Вот вам отец мой и благодетель налицо; после этого не мудрено, если он, вспомнив вдруг, что я несчастный сирота, приказал вымыть, вычесать меня, одеть в старое платье барчонка, призвал, говорил очень долго и назидательно - хотя я и ровно ничего не понимал - и велел мне учиться вместе с баричами у священника, у отставного протоколиста, которого не ведено было принимать никуда на службу, и у взятого для ученья в дом француза с отмороженными ногами, который остался в том краю, когда все товарищи его, пленники с ногами, отправились домой.

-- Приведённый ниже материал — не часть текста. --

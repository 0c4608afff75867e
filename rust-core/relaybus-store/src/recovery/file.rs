// SPDX-License-Identifier: PMPL-1.0-or-later
//
// Relaybus durable stores - Local file recovery points
// Copyright (c) 2026 Jonathan D.A. Jewell (hyperpolymath) <jonathan.jewell@open.ac.uk>
//
// The whole map is kept in memory and written as one JSON snapshot on every
// save: conflated to the latest bookmark per subscription, so the file
// never grows with traffic. Snapshots are written to a temporary file,
// synced, and renamed over the previous one.

use std::collections::BTreeMap;
use std::path::{Path, PathBuf};

use async_trait::async_trait;
use serde::{Deserialize, Serialize};
use tokio::sync::RwLock;
use tracing::{debug, info};

use crate::bookmark::Bookmark;
use crate::error::{StoreError, StoreResult};
use crate::recovery::{RecoveryPoint, RecoveryPointAdapter};

const SNAPSHOT_VERSION: u32 = 1;

#[derive(Debug, Default, Serialize, Deserialize)]
struct Snapshot {
    version: u32,
    points: BTreeMap<String, RecoveryPoint>,
}

/// Recovery points in a local JSON file.
#[derive(Debug)]
pub struct FileRecoveryPointAdapter {
    path: PathBuf,
    points: RwLock<BTreeMap<String, RecoveryPoint>>,
}

impl FileRecoveryPointAdapter {
    /// Open the snapshot at `path`. A missing file is an empty snapshot.
    pub async fn open(path: impl AsRef<Path>) -> StoreResult<Self> {
        let path = path.as_ref().to_path_buf();
        let points = match tokio::fs::read(&path).await {
            Ok(bytes) => {
                let snapshot: Snapshot = serde_json::from_slice(&bytes)?;
                if snapshot.version != SNAPSHOT_VERSION {
                    return Err(StoreError::IncompatibleStoreVersion {
                        found: snapshot.version,
                        expected: SNAPSHOT_VERSION,
                    });
                }
                snapshot.points
            }
            Err(error) if error.kind() == std::io::ErrorKind::NotFound => BTreeMap::new(),
            Err(error) => return Err(error.into()),
        };
        info!(path = %path.display(), subscriptions = points.len(), "Opened recovery point file");
        Ok(Self {
            path,
            points: RwLock::new(points),
        })
    }

    /// Path of the snapshot file.
    pub fn path(&self) -> &Path {
        &self.path
    }

    async fn write_snapshot(&self, points: &BTreeMap<String, RecoveryPoint>) -> StoreResult<()> {
        let snapshot = Snapshot {
            version: SNAPSHOT_VERSION,
            points: points.clone(),
        };
        let bytes = serde_json::to_vec_pretty(&snapshot)?;
        let path = self.path.clone();

        tokio::task::spawn_blocking(move || -> StoreResult<()> {
            if let Some(parent) = path.parent() {
                if !parent.as_os_str().is_empty() {
                    std::fs::create_dir_all(parent)?;
                }
            }
            let temp_path = path.with_extension("tmp");
            {
                use std::io::Write;
                let mut temp = std::fs::File::create(&temp_path)?;
                temp.write_all(&bytes)?;
                temp.sync_all()?;
            }
            std::fs::rename(&temp_path, &path)?;
            Ok(())
        })
        .await
        .map_err(|e| StoreError::Backend(format!("task join: {e}")))?
    }
}

#[async_trait]
impl RecoveryPointAdapter for FileRecoveryPointAdapter {
    async fn load(&self, subscription: &str) -> StoreResult<Option<Bookmark>> {
        let points = self.points.read().await;
        Ok(points.get(subscription).map(|point| point.bookmark.clone()))
    }

    async fn save(&self, subscription: &str, bookmark: &Bookmark) -> StoreResult<()> {
        let mut points = self.points.write().await;
        points.insert(subscription.to_string(), RecoveryPoint::now(bookmark.clone()));
        self.write_snapshot(&points).await?;
        debug!(subscription, %bookmark, "Saved recovery point");
        Ok(())
    }

    async fn load_all(&self) -> StoreResult<BTreeMap<String, Bookmark>> {
        let points = self.points.read().await;
        Ok(points
            .iter()
            .map(|(subscription, point)| (subscription.clone(), point.bookmark.clone()))
            .collect())
    }

    async fn purge(&self, subscription: &str) -> StoreResult<()> {
        let mut points = self.points.write().await;
        if points.remove(subscription).is_some() {
            self.write_snapshot(&points).await?;
        }
        Ok(())
    }

    fn name(&self) -> &str {
        "file"
    }
}

#[cfg(test)]
mod tests {
    use super::*;
    use tempfile::TempDir;

    #[tokio::test]
    async fn test_missing_file_means_start_from_beginning() {
        let dir = TempDir::new().unwrap();
        let adapter = FileRecoveryPointAdapter::open(dir.path().join("none.json")).await.unwrap();
        assert_eq!(adapter.load("orders").await.unwrap(), None);
    }

    #[tokio::test]
    async fn test_latest_value_survives_reopen() {
        let dir = TempDir::new().unwrap();
        let path = dir.path().join("points.json");
        {
            let adapter = FileRecoveryPointAdapter::open(&path).await.unwrap();
            adapter.save("orders", &Bookmark::from("1|10")).await.unwrap();
            adapter.save("orders", &Bookmark::from("1|11")).await.unwrap();
            adapter.save("fills", &Bookmark::from("2|3")).await.unwrap();
        }

        let adapter = FileRecoveryPointAdapter::open(&path).await.unwrap();
        assert_eq!(adapter.load("orders").await.unwrap(), Some(Bookmark::from("1|11")));
        let all = adapter.load_all().await.unwrap();
        assert_eq!(all.len(), 2);

        adapter.purge("fills").await.unwrap();
        let adapter = FileRecoveryPointAdapter::open(&path).await.unwrap();
        assert_eq!(adapter.load("fills").await.unwrap(), None);
    }

    #[tokio::test]
    async fn test_unknown_snapshot_version_rejected() {
        let dir = TempDir::new().unwrap();
        let path = dir.path().join("future.json");
        std::fs::write(&path, br#"{"version": 9, "points": {}}"#).unwrap();
        let error = FileRecoveryPointAdapter::open(&path).await.unwrap_err();
        assert!(matches!(error, StoreError::IncompatibleStoreVersion { found: 9, .. }));
    }
}
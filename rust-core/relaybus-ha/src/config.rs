// SPDX-License-Identifier: PMPL-1.0-or-later
//! Client configuration.
//!
//! One serde document describes a whole client: endpoints, backoff, stores
//! and recovery points. Environment variables override the endpoint list
//! and connect bounds so a deployment can repoint a client without editing
//! its file:
//!
//! - `RELAYBUS_SERVERS`: comma-separated endpoint URIs
//! - `RELAYBUS_CHOOSER`: `round_robin` or `priority`
//! - `RELAYBUS_MAX_CONNECT_ATTEMPTS`: a positive integer, or `0` for no bound

use std::path::Path;
use std::time::Duration;

use relaybus_store::{BookmarkStoreConfig, PublishStoreConfig, RecoveryPointConfig};
use serde::{Deserialize, Serialize};
use tracing::{info, warn};

use crate::chooser::{ChooserPolicy, DefaultServerChooser, ServerChooser};
use crate::client::DEFAULT_LOGON_RETRY_LIMIT;
use crate::delay::{ExponentialDelayStrategy, FixedDelayStrategy, ReconnectDelayStrategy};
use crate::error::{HaError, HaResult};

pub const ENV_SERVERS: &str = "RELAYBUS_SERVERS";
pub const ENV_CHOOSER: &str = "RELAYBUS_CHOOSER";
pub const ENV_MAX_CONNECT_ATTEMPTS: &str = "RELAYBUS_MAX_CONNECT_ATTEMPTS";

/// Reconnect backoff, in milliseconds.
#[derive(Debug, Clone, PartialEq, Serialize, Deserialize)]
#[serde(tag = "kind", rename_all = "snake_case")]
pub enum DelayConfig {
    Fixed {
        delay_ms: u64,
        #[serde(default)]
        max_retry_time_ms: Option<u64>,
    },
    Exponential {
        #[serde(default = "default_base_ms")]
        base_ms: u64,
        #[serde(default = "default_max_ms")]
        max_ms: u64,
        #[serde(default = "default_multiplier")]
        multiplier: f64,
        #[serde(default)]
        jitter_ms: u64,
        #[serde(default)]
        max_retry_time_ms: Option<u64>,
    },
}

fn default_base_ms() -> u64 {
    200
}

fn default_max_ms() -> u64 {
    20_000
}

fn default_multiplier() -> f64 {
    2.0
}

impl Default for DelayConfig {
    fn default() -> Self {
        DelayConfig::Exponential {
            base_ms: default_base_ms(),
            max_ms: default_max_ms(),
            multiplier: default_multiplier(),
            jitter_ms: 0,
            max_retry_time_ms: None,
        }
    }
}

/// Everything needed to build an [`HaClient`](crate::HaClient).
#[derive(Debug, Clone, Serialize, Deserialize)]
#[serde(default)]
pub struct ClientConfig {
    /// Label used in logs.
    pub name: String,
    /// Endpoint URIs in priority order.
    pub servers: Vec<String>,
    pub chooser: ChooserPolicy,
    pub delay: DelayConfig,
    pub publish_store: PublishStoreConfig,
    pub bookmark_store: BookmarkStoreConfig,
    pub recovery_point: RecoveryPointConfig,
    /// Logon retries allowed per connection.
    pub logon_retry_limit: u32,
    /// Give up connecting after this many attempts. `None` retries forever.
    pub max_connect_attempts: Option<u32>,
}

impl Default for ClientConfig {
    fn default() -> Self {
        Self {
            name: "relaybus".to_string(),
            servers: Vec::new(),
            chooser: ChooserPolicy::default(),
            delay: DelayConfig::default(),
            publish_store: PublishStoreConfig::default(),
            bookmark_store: BookmarkStoreConfig::default(),
            recovery_point: RecoveryPointConfig::default(),
            logon_retry_limit: DEFAULT_LOGON_RETRY_LIMIT,
            max_connect_attempts: None,
        }
    }
}

impl ClientConfig {
    pub fn from_json_str(json: &str) -> HaResult<Self> {
        serde_json::from_str(json).map_err(|e| HaError::Config(format!("invalid client config: {e}")))
    }

    /// Read a JSON file, then apply environment overrides.
    pub fn from_file(path: impl AsRef<Path>) -> HaResult<Self> {
        let path = path.as_ref();
        let json = std::fs::read_to_string(path)
            .map_err(|e| HaError::Config(format!("reading {}: {e}", path.display())))?;
        let mut config = Self::from_json_str(&json)?;
        config.apply_env_overrides();
        info!(path = %path.display(), servers = config.servers.len(), "Loaded client config");
        Ok(config)
    }

    pub fn apply_env_overrides(&mut self) {
        self.apply_overrides_from(|key| std::env::var(key).ok());
    }

    /// Apply overrides from `lookup`, which maps a variable name to its
    /// value. Unparseable values are logged and ignored.
    pub fn apply_overrides_from(&mut self, lookup: impl Fn(&str) -> Option<String>) {
        if let Some(value) = lookup(ENV_SERVERS).filter(|value| !value.trim().is_empty()) {
            self.servers = value
                .split(',')
                .map(str::trim)
                .filter(|uri| !uri.is_empty())
                .map(str::to_string)
                .collect();
        }

        if let Some(value) = lookup(ENV_CHOOSER) {
            match value.trim() {
                "round_robin" => self.chooser = ChooserPolicy::RoundRobin,
                "priority" => self.chooser = ChooserPolicy::Priority,
                other => warn!(value = %other, "Invalid {ENV_CHOOSER} (expected round_robin or priority)"),
            }
        }

        if let Some(value) = lookup(ENV_MAX_CONNECT_ATTEMPTS) {
            match value.trim().parse::<u32>() {
                Ok(0) => self.max_connect_attempts = None,
                Ok(attempts) => self.max_connect_attempts = Some(attempts),
                Err(_) => warn!(value = %value, "Invalid {ENV_MAX_CONNECT_ATTEMPTS} (expected an integer)"),
            }
        }
    }

    pub fn build_chooser(&self) -> HaResult<Box<dyn ServerChooser>> {
        if self.servers.is_empty() {
            return Err(HaError::Config("no servers configured".to_string()));
        }
        let chooser = DefaultServerChooser::with_servers(self.chooser, &self.servers)?;
        Ok(Box::new(chooser))
    }

    pub fn build_delay(&self) -> Box<dyn ReconnectDelayStrategy> {
        match &self.delay {
            DelayConfig::Fixed {
                delay_ms,
                max_retry_time_ms,
            } => {
                let strategy = FixedDelayStrategy::new(Duration::from_millis(*delay_ms));
                match max_retry_time_ms {
                    Some(limit) => Box::new(strategy.with_max_retry_time(Duration::from_millis(*limit))),
                    None => Box::new(strategy),
                }
            }
            DelayConfig::Exponential {
                base_ms,
                max_ms,
                multiplier,
                jitter_ms,
                max_retry_time_ms,
            } => {
                let mut strategy = ExponentialDelayStrategy::new(
                    Duration::from_millis(*base_ms),
                    *multiplier,
                    Duration::from_millis(*max_ms),
                )
                .with_jitter(Duration::from_millis(*jitter_ms));
                if let Some(limit) = max_retry_time_ms {
                    strategy = strategy.with_max_retry_time(Duration::from_millis(*limit));
                }
                Box::new(strategy)
            }
        }
    }
}
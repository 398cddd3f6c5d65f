//! People — the owners of items.

use chrono::{DateTime, Utc};

use crate::{Result, error::require_text};

/// Backend-assigned identifier of a [`Person`].
pub type PersonId = i64;

/// Maximum length, in characters, of either name field.
pub const MAX_NAME_LEN: usize = 80;

/// A stored person together with the number of items they own.
#[derive(Debug, Clone, PartialEq, Eq)]
pub struct Person {
  pub id:        PersonId,
  pub firstname: String,
  pub lastname:  String,
  /// Set once when the person is created; never changes.
  pub created:   DateTime<Utc>,
  pub n_items:   u32,
}

impl Person {
  /// `"Last, First"`.
  pub fn display_name(&self) -> String { display_name(&self.firstname, &self.lastname) }
}

pub(crate) fn display_name(firstname: &str, lastname: &str) -> String {
  format!("{lastname}, {firstname}")
}

/// Validated input for creating a person.
#[derive(Debug, Clone, PartialEq, Eq)]
pub struct NewPerson {
  firstname: String,
  lastname:  String,
}

impl NewPerson {
  /// Both names are required, non-empty, and at most [`MAX_NAME_LEN`]
  /// characters.
  pub fn new(firstname: Option<String>, lastname: Option<String>) -> Result<Self> {
    Ok(Self {
      firstname: require_text("firstname", firstname, MAX_NAME_LEN)?,
      lastname:  require_text("lastname", lastname, MAX_NAME_LEN)?,
    })
  }

  pub fn firstname(&self) -> &str { &self.firstname }

  pub fn lastname(&self) -> &str { &self.lastname }
}
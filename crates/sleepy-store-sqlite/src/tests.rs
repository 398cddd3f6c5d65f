//! Integration tests for `SqliteStore` against an in-memory database.

use chrono::{TimeDelta, Utc};
use sleepy_core::{
  item::{ItemId, ItemUpdate, NewItem, OwnerChange, recent_checkout_cutoff},
  person::NewPerson,
  store::InventoryStore,
};

use crate::{SqliteStore, encode::encode_dt};

async fn store() -> SqliteStore {
  SqliteStore::open_in_memory()
    .await
    .expect("in-memory store")
}

fn new_item(name: &str, person_id: Option<i64>) -> NewItem {
  NewItem::new(Some(name.into()), person_id).unwrap()
}

fn new_person(first: &str, last: &str) -> NewPerson {
  NewPerson::new(Some(first.into()), Some(last.into())).unwrap()
}

fn check_out() -> ItemUpdate {
  ItemUpdate::new(None, Some(true), OwnerChange::Keep).unwrap()
}

/// Move an item's `updated` timestamp into the past.
async fn backdate(s: &SqliteStore, id: ItemId, by: TimeDelta) {
  let at = encode_dt(Utc::now() - by);
  s.conn
    .call(move |conn| {
      conn.execute(
        "UPDATE items SET updated = ?2 WHERE id = ?1",
        rusqlite::params![id, at],
      )?;
      Ok(())
    })
    .await
    .unwrap();
}

// ─── Items ───────────────────────────────────────────────────────────────────

#[tokio::test]
async fn create_and_get_item() {
  let s = store().await;

  let item = s.create_item(new_item("Foo", None)).await.unwrap();
  assert_eq!(item.name, "Foo");
  assert!(!item.checked_out);
  assert!(item.owner.is_none());

  let fetched = s.get_item(item.id).await.unwrap().expect("item exists");
  assert_eq!(fetched, item);
}

#[tokio::test]
async fn get_item_missing_returns_none() {
  let s = store().await;
  assert!(s.get_item(42).await.unwrap().is_none());
}

#[tokio::test]
async fn create_item_with_owner() {
  let s = store().await;
  let steve = s.create_person(new_person("Steve", "Loria")).await.unwrap();

  let item = s.create_item(new_item("Ipod", Some(steve.id))).await.unwrap();
  let owner = item.owner.expect("owned");
  assert_eq!(owner.id, steve.id);
  assert_eq!(owner.display_name(), "Loria, Steve");

  let steve = s.get_person(steve.id).await.unwrap().unwrap();
  assert_eq!(steve.n_items, 1);
}

#[tokio::test]
async fn list_items_most_recently_updated_first() {
  let s = store().await;
  let foo = s.create_item(new_item("Foo", None)).await.unwrap();
  let bar = s.create_item(new_item("Bar", None)).await.unwrap();

  let names: Vec<_> = s.list_items().await.unwrap().into_iter().map(|i| i.id).collect();
  assert_eq!(names, vec![bar.id, foo.id]);

  // Touching Foo moves it to the front.
  s.update_item(foo.id, check_out()).await.unwrap();
  let items = s.list_items().await.unwrap();
  assert_eq!(items[0].id, foo.id);
  assert!(items.windows(2).all(|w| w[0].updated >= w[1].updated));
}

#[tokio::test]
async fn update_overwrites_supplied_fields_only() {
  let s = store().await;
  let item = s.create_item(new_item("Foo", None)).await.unwrap();

  let renamed = s
    .update_item(
      item.id,
      ItemUpdate::new(Some("Baz".into()), None, OwnerChange::Keep).unwrap(),
    )
    .await
    .unwrap()
    .unwrap();
  assert_eq!(renamed.name, "Baz");
  assert!(!renamed.checked_out);
  assert!(renamed.updated >= item.updated);

  let checked = s.update_item(item.id, check_out()).await.unwrap().unwrap();
  assert_eq!(checked.name, "Baz");
  assert!(checked.checked_out);
}

#[tokio::test]
async fn update_missing_item_returns_none() {
  let s = store().await;
  assert!(s.update_item(7, check_out()).await.unwrap().is_none());
}

#[tokio::test]
async fn reassigning_owner_moves_membership() {
  let s = store().await;
  let steve = s.create_person(new_person("Steve", "Loria")).await.unwrap();
  let monty = s.create_person(new_person("Monty", "Python")).await.unwrap();
  let item = s.create_item(new_item("Foo", Some(steve.id))).await.unwrap();

  let moved = s
    .update_item(item.id, ItemUpdate::new(None, None, OwnerChange::Assign(monty.id)).unwrap())
    .await
    .unwrap()
    .unwrap();
  assert_eq!(moved.owner.map(|o| o.id), Some(monty.id));

  assert_eq!(s.get_person(steve.id).await.unwrap().unwrap().n_items, 0);
  assert_eq!(s.get_person(monty.id).await.unwrap().unwrap().n_items, 1);

  let cleared = s
    .update_item(item.id, ItemUpdate::new(None, None, OwnerChange::Clear).unwrap())
    .await
    .unwrap()
    .unwrap();
  assert!(cleared.owner.is_none());
  assert_eq!(s.get_person(monty.id).await.unwrap().unwrap().n_items, 0);
}

#[tokio::test]
async fn assigning_unknown_owner_fails_and_changes_nothing() {
  let s = store().await;
  let item = s.create_item(new_item("Foo", None)).await.unwrap();

  let result = s
    .update_item(item.id, ItemUpdate::new(Some("Bar".into()), None, OwnerChange::Assign(99)).unwrap())
    .await;
  assert!(result.is_err());

  let fetched = s.get_item(item.id).await.unwrap().unwrap();
  assert_eq!(fetched, item);
}

#[tokio::test]
async fn delete_item() {
  let s = store().await;
  let item = s.create_item(new_item("Foo", None)).await.unwrap();

  assert!(s.delete_item(item.id).await.unwrap());
  assert!(s.get_item(item.id).await.unwrap().is_none());
  assert!(!s.delete_item(item.id).await.unwrap());
}

// ─── Recent checkouts ────────────────────────────────────────────────────────

#[tokio::test]
async fn recent_checkouts_filters_by_flag_and_age() {
  let s = store().await;
  let fresh = s.create_item(new_item("Fresh", None)).await.unwrap();
  let stale = s.create_item(new_item("Stale", None)).await.unwrap();
  let shelf = s.create_item(new_item("Shelf", None)).await.unwrap();

  s.update_item(fresh.id, check_out()).await.unwrap();
  s.update_item(stale.id, check_out()).await.unwrap();
  backdate(&s, stale.id, TimeDelta::minutes(61)).await;

  let recent = s.recent_checkouts(recent_checkout_cutoff(Utc::now())).await.unwrap();
  let ids: Vec<_> = recent.iter().map(|i| i.id).collect();
  assert_eq!(ids, vec![fresh.id]);
  assert!(!ids.contains(&shelf.id));
}

#[tokio::test]
async fn recent_checkouts_newest_first() {
  let s = store().await;
  let a = s.create_item(new_item("A", None)).await.unwrap();
  let b = s.create_item(new_item("B", None)).await.unwrap();
  s.update_item(a.id, check_out()).await.unwrap();
  s.update_item(b.id, check_out()).await.unwrap();
  backdate(&s, b.id, TimeDelta::minutes(30)).await;

  let recent = s.recent_checkouts(recent_checkout_cutoff(Utc::now())).await.unwrap();
  let ids: Vec<_> = recent.iter().map(|i| i.id).collect();
  assert_eq!(ids, vec![a.id, b.id]);
}

// ─── People ──────────────────────────────────────────────────────────────────

#[tokio::test]
async fn create_and_list_people() {
  let s = store().await;
  let steve = s.create_person(new_person("Steve", "Loria")).await.unwrap();
  let monty = s.create_person(new_person("Monty", "Python")).await.unwrap();
  assert_eq!(steve.n_items, 0);

  let people = s.list_people().await.unwrap();
  let ids: Vec<_> = people.iter().map(|p| p.id).collect();
  assert_eq!(ids, vec![monty.id, steve.id]);

  let fetched = s.get_person(steve.id).await.unwrap().unwrap();
  assert_eq!(fetched, steve);
}

#[tokio::test]
async fn deleting_person_keeps_their_items() {
  let s = store().await;
  let steve = s.create_person(new_person("Steve", "Loria")).await.unwrap();
  let item = s.create_item(new_item("Foo", Some(steve.id))).await.unwrap();

  assert!(s.delete_person(steve.id).await.unwrap());
  assert!(s.get_person(steve.id).await.unwrap().is_none());
  assert!(!s.delete_person(steve.id).await.unwrap());

  let orphan = s.get_item(item.id).await.unwrap().expect("item survives");
  assert!(orphan.owner.is_none());
}

#[tokio::test]
async fn reset_empties_both_tables() {
  let s = store().await;
  let steve = s.create_person(new_person("Steve", "Loria")).await.unwrap();
  s.create_item(new_item("Foo", Some(steve.id))).await.unwrap();

  s.reset().await.unwrap();
  assert!(s.list_items().await.unwrap().is_empty());
  assert!(s.list_people().await.unwrap().is_empty());

  // The schema is usable again afterwards.
  s.create_item(new_item("Bar", None)).await.unwrap();
}
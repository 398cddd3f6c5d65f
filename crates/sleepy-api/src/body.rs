//! Request-side plumbing shared by the handlers: the JSON extractor, path id
//! parsing, and the loosely-typed `person_id` field.

use axum::extract::FromRequest;
use serde::{Deserialize, Deserializer};
use sleepy_core::person::PersonId;

use crate::error::ApiError;

/// `axum::Json`, but malformed bodies are reported as [`ApiError::BadRequest`].
#[derive(Debug, FromRequest)]
#[from_request(via(axum::Json), rejection(ApiError))]
pub struct ApiJson<T>(pub T);

/// Parse a numeric path id. Anything unparseable cannot name a stored record,
/// so it is reported as not found.
pub fn parse_id(kind: &str, raw: &str) -> Result<i64, ApiError> {
  raw
    .parse()
    .map_err(|_| ApiError::NotFound(format!("{kind} {raw} not found")))
}

/// A `person_id` as clients send it: a number, or a string holding one.
#[derive(Debug, Clone, Deserialize)]
#[serde(untagged)]
pub enum RawPersonId {
  Number(i64),
  Text(String),
}

/// What a `person_id` field asks for.
#[derive(Debug, Clone, PartialEq, Eq)]
pub enum PersonIdInput {
  /// `null`, `""` or `0`.
  Unset,
  Id(PersonId),
  Malformed(String),
}

impl PersonIdInput {
  pub fn from_raw(raw: Option<RawPersonId>) -> Self {
    match raw {
      None | Some(RawPersonId::Number(0)) => Self::Unset,
      Some(RawPersonId::Number(id)) => Self::Id(id),
      Some(RawPersonId::Text(s)) if s.is_empty() => Self::Unset,
      Some(RawPersonId::Text(s)) => match s.parse::<PersonId>() {
        Ok(0) => Self::Unset,
        Ok(id) => Self::Id(id),
        Err(_) => Self::Malformed(s),
      },
    }
  }
}

/// Distinguishes an absent field (`None`) from an explicit `null`
/// (`Some(None)`). Use with `#[serde(default)]`.
pub fn present<'de, D, T>(d: D) -> Result<Option<T>, D::Error>
where
  D: Deserializer<'de>,
  T: Deserialize<'de>,
{
  T::deserialize(d).map(Some)
}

Глава III. От замороженного француза до зеленой куртки Ивана Яковлевича

Этому французу и священнику я обязан много; они меня всему доброму выучили, что я знаю и что во мне есть; протоколист учил нас только вместо всемирной и российской истории быть всемирными и российскими негодяями, воровать для него у барина табак, а у барыни сахар, нитки, иголки; лучшее, чему он нас выучил, это играть в козны, в свайку и довить разными силками и западочками певчих птиц. Случай, по которому он наконец лишился хлеба у Ивана Яковлевича, стоит того, чтобы об нем упомянуть: человек этот, как я сказал, таскал домой все, что только попадалось ему под руки, и, между прочим, завел очередь между учениками своими и отпарывал каждый день у одного по пуговке, роговой или медной, какая случалась, - а обтяжных, впрочем, не трогал. Детям велел он всегда говорить, что пуговка оторвалась и потерялась. Но как в этом доме никто много об одежде нашей не заботился, а протоколист день за день продолжал промысел свой, то барин и заметил вдруг за обедом, что на баричах ни на одном нет ни одной пуговицы. Дело пошло на разбирательства, а как я уже вовсе не желал, чтобы меня опять посекли в Пример и страх другим, то я и открыл в ту же минуту всю проделку. Протоколиста комнатку, через двор, в пристройке, освидетельствовали, нашли целый вьюк краденых безделушек, надели ему на шею низку пуговиц, низку из кусочков сахару, - помню, что большого труда стоило нанизать сахар этот, но Иван Яковлевич настоял на своем, напутали на протоколиста ниток, шелку, булавками да иглами прикололи к сюртучишку краденые листки-бумаги, ленточки, всякую дрянь и, выводивши его в этом наряде по двору и по всему селу, вывели за околицу и пустили по дороге. Помню, что протоколист просил жалобно: "Что угодно извольте делать надо мной, хоть плетьми прикажите наказать, только чести не лишайте, не изгоняйте из дому своего без куска хлеба". Но все просьбы не помогли, протоколиста не стало.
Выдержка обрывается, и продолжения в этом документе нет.